Thursday, March 7, 2013

Parse or Persepolis: Ancient Capital of Persian



Parse or Persepolis
Ancient Capital of Persian













History



Though evidence of prehistoric settlement at Persepolis has been discovered, inscriptions indicate that construction of the city began under Darius I the Great(reigned 522–486 BC). As a member of a new branch of the royal house, Darius made Persepolis the new capital of Persia (replacing Pasargadae, the burial place of Cyrus the Great).


Built in a remote and mountainous region, Persepolis was an inconvenient royal residence, visited mainly in the spring. The effective administration of the Achaemenian Empire was carried on from Susa, Babylon, or Ecbatana. This accounts for the Greeks being unacquainted with Persepolis until Alexander the Great's invasion of Asia.

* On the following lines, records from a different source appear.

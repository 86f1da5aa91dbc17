//! Built-in attribute validators
//!
//! Validators only see known values: the framework skips null and unknown
//! configuration before calling them.

use crate::schema::{Validator, ValidatorRequest, ValidatorResponse};
use crate::types::{Diagnostic, Dynamic};

fn respond(diagnostics: Vec<Diagnostic>) -> ValidatorResponse {
    ValidatorResponse { diagnostics }
}

pub struct StringLengthValidator {
    pub min: Option<usize>,
    pub max: Option<usize>,
}

impl StringLengthValidator {
    pub fn between(min: usize, max: usize) -> Box<dyn Validator> {
        Box::new(Self {
            min: Some(min),
            max: Some(max),
        })
    }

    pub fn at_least(min: usize) -> Box<dyn Validator> {
        Box::new(Self {
            min: Some(min),
            max: None,
        })
    }
}

impl Validator for StringLengthValidator {
    fn description(&self) -> String {
        format!("string length between {:?} and {:?}", self.min, self.max)
    }

    fn validate(&self, request: ValidatorRequest) -> ValidatorResponse {
        let mut diagnostics = vec![];
        if let Some(s) = request.config_value.value.as_str() {
            let len = s.chars().count();
            if let Some(min) = self.min {
                if len < min {
                    diagnostics.push(
                        Diagnostic::error(
                            format!("{} must have minimum length of {}", request.path, min),
                            format!("Got length {}", len),
                        )
                        .with_attribute(request.path.clone()),
                    );
                }
            }
            if let Some(max) = self.max {
                if len > max {
                    diagnostics.push(
                        Diagnostic::error(
                            format!("{} must have maximum length of {}", request.path, max),
                            format!("Got length {}", len),
                        )
                        .with_attribute(request.path.clone()),
                    );
                }
            }
        }
        respond(diagnostics)
    }
}

pub struct StringPatternValidator {
    pub pattern: regex::Regex,
    pub description: String,
}

impl StringPatternValidator {
    pub fn create(pattern: regex::Regex, description: &str) -> Box<dyn Validator> {
        Box::new(Self {
            pattern,
            description: description.to_string(),
        })
    }
}

impl Validator for StringPatternValidator {
    fn description(&self) -> String {
        self.description.clone()
    }

    fn validate(&self, request: ValidatorRequest) -> ValidatorResponse {
        let mut diagnostics = vec![];
        if let Some(s) = request.config_value.value.as_str() {
            if !self.pattern.is_match(s) {
                diagnostics.push(
                    Diagnostic::error(
                        format!("{} must match {}", request.path, self.description),
                        format!("Value '{}' does not match pattern", s),
                    )
                    .with_attribute(request.path.clone()),
                );
            }
        }
        respond(diagnostics)
    }
}

/// Accepts only the listed strings
pub struct StringOneOfValidator {
    pub values: Vec<String>,
}

impl StringOneOfValidator {
    pub fn create(values: &[&str]) -> Box<dyn Validator> {
        Box::new(Self {
            values: values.iter().map(|v| v.to_string()).collect(),
        })
    }
}

impl Validator for StringOneOfValidator {
    fn description(&self) -> String {
        format!("one of {:?}", self.values)
    }

    fn validate(&self, request: ValidatorRequest) -> ValidatorResponse {
        let mut diagnostics = vec![];
        if let Some(s) = request.config_value.value.as_str() {
            if !self.values.iter().any(|v| v == s) {
                diagnostics.push(
                    Diagnostic::error(
                        format!("{} must be one of {:?}", request.path, self.values),
                        format!("Got '{}'", s),
                    )
                    .with_attribute(request.path.clone()),
                );
            }
        }
        respond(diagnostics)
    }
}

pub struct NumberRangeValidator {
    pub min: Option<f64>,
    pub max: Option<f64>,
}

impl NumberRangeValidator {
    pub fn between(min: f64, max: f64) -> Box<dyn Validator> {
        Box::new(Self {
            min: Some(min),
            max: Some(max),
        })
    }

    pub fn at_least(min: f64) -> Box<dyn Validator> {
        Box::new(Self {
            min: Some(min),
            max: None,
        })
    }
}

impl Validator for NumberRangeValidator {
    fn description(&self) -> String {
        format!("number between {:?} and {:?}", self.min, self.max)
    }

    fn validate(&self, request: ValidatorRequest) -> ValidatorResponse {
        let mut diagnostics = vec![];
        if let Some(n) = request.config_value.value.as_number() {
            if let Some(min) = self.min {
                if n < min {
                    diagnostics.push(
                        Diagnostic::error(
                            format!("{} must be at least {}", request.path, min),
                            format!("Got {}", n),
                        )
                        .with_attribute(request.path.clone()),
                    );
                }
            }
            if let Some(max) = self.max {
                if n > max {
                    diagnostics.push(
                        Diagnostic::error(
                            format!("{} must be at most {}", request.path, max),
                            format!("Got {}", n),
                        )
                        .with_attribute(request.path.clone()),
                    );
                }
            }
        }
        respond(diagnostics)
    }
}

/// Accepts only the listed integers
pub struct NumberOneOfValidator {
    pub values: Vec<i64>,
}

impl NumberOneOfValidator {
    pub fn create(values: &[i64]) -> Box<dyn Validator> {
        Box::new(Self {
            values: values.to_vec(),
        })
    }
}

impl Validator for NumberOneOfValidator {
    fn description(&self) -> String {
        format!("one of {:?}", self.values)
    }

    fn validate(&self, request: ValidatorRequest) -> ValidatorResponse {
        let mut diagnostics = vec![];
        if let Some(n) = request.config_value.value.as_number() {
            if n.fract() != 0.0 || !self.values.contains(&(n as i64)) {
                diagnostics.push(
                    Diagnostic::error(
                        format!("{} must be one of {:?}", request.path, self.values),
                        format!("Got {}", n),
                    )
                    .with_attribute(request.path.clone()),
                );
            }
        }
        respond(diagnostics)
    }
}

pub struct ListLengthValidator {
    pub min: Option<usize>,
    pub max: Option<usize>,
}

impl ListLengthValidator {
    pub fn between(min: usize, max: usize) -> Box<dyn Validator> {
        Box::new(Self {
            min: Some(min),
            max: Some(max),
        })
    }
}

impl Validator for ListLengthValidator {
    fn description(&self) -> String {
        format!("list length between {:?} and {:?}", self.min, self.max)
    }

    fn validate(&self, request: ValidatorRequest) -> ValidatorResponse {
        let mut diagnostics = vec![];
        if let Dynamic::List(items) = &request.config_value.value {
            if let Some(min) = self.min {
                if items.len() < min {
                    diagnostics.push(
                        Diagnostic::error(
                            format!("{} must have at least {} items", request.path, min),
                            format!("Got {} items", items.len()),
                        )
                        .with_attribute(request.path.clone()),
                    );
                }
            }
            if let Some(max) = self.max {
                if items.len() > max {
                    diagnostics.push(
                        Diagnostic::error(
                            format!("{} must have at most {} items", request.path, max),
                            format!("Got {} items", items.len()),
                        )
                        .with_attribute(request.path.clone()),
                    );
                }
            }
        }
        respond(diagnostics)
    }
}

/// Plain string check function, `Err` carries the message shown to the user
pub type StringCheck = fn(&str) -> Result<(), String>;

/// Adapts a [`StringCheck`] into a validator
pub struct FnValidator {
    check: StringCheck,
    description: String,
}

impl FnValidator {
    pub fn create(description: &str, check: StringCheck) -> Box<dyn Validator> {
        Box::new(Self {
            check,
            description: description.to_string(),
        })
    }
}

impl Validator for FnValidator {
    fn description(&self) -> String {
        self.description.clone()
    }

    fn validate(&self, request: ValidatorRequest) -> ValidatorResponse {
        let mut diagnostics = vec![];
        if let Some(s) = request.config_value.value.as_str() {
            if let Err(message) = (self.check)(s) {
                diagnostics.push(
                    Diagnostic::error(format!("Invalid value for {}", request.path), message)
                        .with_attribute(request.path.clone()),
                );
            }
        }
        respond(diagnostics)
    }
}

In 330 BC, Alexander the Great plundered the city and burned the palace of Xerxes, probably to symbolize the end of his Panhellenic war of revenge. In 316 BC Persepolis was still the capital of Persis as a province of the Macedonian empire, but the city gradually declined in the Seleucid period and after. In the 3rd century AD the nearby city of Istakhr became the centre of the Sasanian empire. Today, relatively well-preserved ruins attest to Persepolis' ancient glory.